Considering the current poor state of many healthcare settings in Africa, even with best models and perfect PRS transferability, the prospect of clinical utility of PRS is slim in resource-limited medical settings. It is most likely that PRS would first be accessible across Africa via direct-to-consumer (DTC) company and specialist private hospitals for only those who could afford it, but there are concerns about ethical legal and social issues (ELSI) and how PRS will be regulated. Regulatory bodies should consider limiting power in the hands of PRS service providers to use their discretion to test and report any conditions or traits; otherwise, the easy access to PRS may also lead to inappropriate use and abuse. For example, the use of PRS for embryo selection, intelligence, and other psychiatric and socio-behavioural traits is strongly recommended to be restricted.

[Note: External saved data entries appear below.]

//! HTTP server for the task board.

use std::sync::Arc;

use anyhow::{Context, Result};
use axum::{
    extract::DefaultBodyLimit,
    routing::{get, post},
    Json, Router,
};
use serde::Serialize;
use tasks::{Authenticator, Storage, TaskBoard, TaskExtractor, User};
use tower::ServiceBuilder;
use tower_http::{
    cors::{Any, CorsLayer},
    trace::TraceLayer,
};
use tracing::info;

use crate::error::ApiResult;
use crate::handlers::{auth, extract, tasks as task_handlers, views};
use crate::session::AccessToken;

/// Largest accepted request body.
const MAX_BODY_BYTES: usize = 1024 * 1024;

/// Shared application state.
///
/// Holds only collaborators; no per-user data survives a request.
#[derive(Clone)]
pub struct AppState {
    /// Task store, scoped per request to the caller's token.
    pub storage: Arc<dyn Storage>,
    /// Identity provider.
    pub auth: Arc<dyn Authenticator>,
    /// Extraction pipeline.
    pub extractor: Arc<TaskExtractor>,
}

impl AppState {
    pub fn new(
        storage: Arc<dyn Storage>,
        auth: Arc<dyn Authenticator>,
        extractor: Arc<TaskExtractor>,
    ) -> Self {
        Self {
            storage,
            auth,
            extractor,
        }
    }

    /// Resolve the caller and open a board over their view of the store.
    pub async fn board_for(&self, token: &AccessToken) -> ApiResult<(User, TaskBoard)> {
        let user = self.auth.current_user(token.as_str()).await?;
        let board = TaskBoard::new(self.storage.scoped(token.as_str(), &user.email));
        Ok((user, board))
    }
}

/// Build the HTTP router.
pub fn build_router(state: AppState) -> Router {
    let cors = CorsLayer::new()
        .allow_origin(Any)
        .allow_methods(Any)
        .allow_headers(Any);

    Router::new()
        .route("/health", get(health_handler))
        // Extraction
        .route("/api/extract-tasks", post(extract::extract_tasks))
        // Authentication
        .route("/api/auth/sign-in", post(auth::sign_in))
        .route("/api/auth/sign-up", post(auth::sign_up))
        .route("/api/auth/sign-out", post(auth::sign_out))
        .route("/api/auth/user", get(auth::current_user))
        // Tasks
        .route(
            "/api/tasks",
            get(task_handlers::list_tasks).post(task_handlers::create_task),
        )
        .route("/api/tasks/bulk", post(task_handlers::create_tasks))
        .route(
            "/api/tasks/{id}",
            get(task_handlers::get_task)
                .patch(task_handlers::update_task)
                .delete(task_handlers::delete_task),
        )
        .route("/api/tasks/{id}/complete", post(task_handlers::complete_task))
        .route("/api/tasks/{id}/move", post(task_handlers::move_task))
        // Views
        .route("/api/views/overview", get(views::overview))
        .route("/api/views/kanban", get(views::kanban))
        .route("/api/views/calendar", get(views::calendar))
        .route("/api/views/reports", get(views::report))
        .route("/api/views/reports/export", get(views::export_report))
        .layer(DefaultBodyLimit::max(MAX_BODY_BYTES))
        .layer(
            ServiceBuilder::new()
                .layer(TraceLayer::new_for_http())
                .layer(cors),
        )
        .with_state(state)
}

/// Start the HTTP server.
pub async fn run_server(state: AppState, addr: &str) -> Result<()> {
    let app = build_router(state);

    let listener = tokio::net::TcpListener::bind(addr)
        .await
        .with_context(|| format!("Failed to bind to {addr}"))?;
    info!(%addr, "Taskdesk listening");

    axum::serve(listener, app).await.context("Server error")?;

    Ok(())
}

/// Health check response.
#[derive(Debug, Serialize)]
struct HealthResponse {
    status: &'static str,
    version: &'static str,
    storage: &'static str,
    extraction_model: String,
}

async fn health_handler(
    axum::extract::State(state): axum::extract::State<AppState>,
) -> Json<HealthResponse> {
    Json(HealthResponse {
        status: "ok",
        version: env!("CARGO_PKG_VERSION"),
        storage: state.storage.storage_type(),
        extraction_model: state.extractor.model().to_string(),
    })
}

Collectively, in the future, with increased representation of Africans in genomics, sophisticated predictive PRS models which account for both genetic and non-genetic factors, it may well be possible for PRS to be utilised in the medical practice for some diseases with multiple polygenic scores generated for different diseases or traits in combination with conventional risk factors. This would need to be guided with robust ethical framework, but more translational research is needed.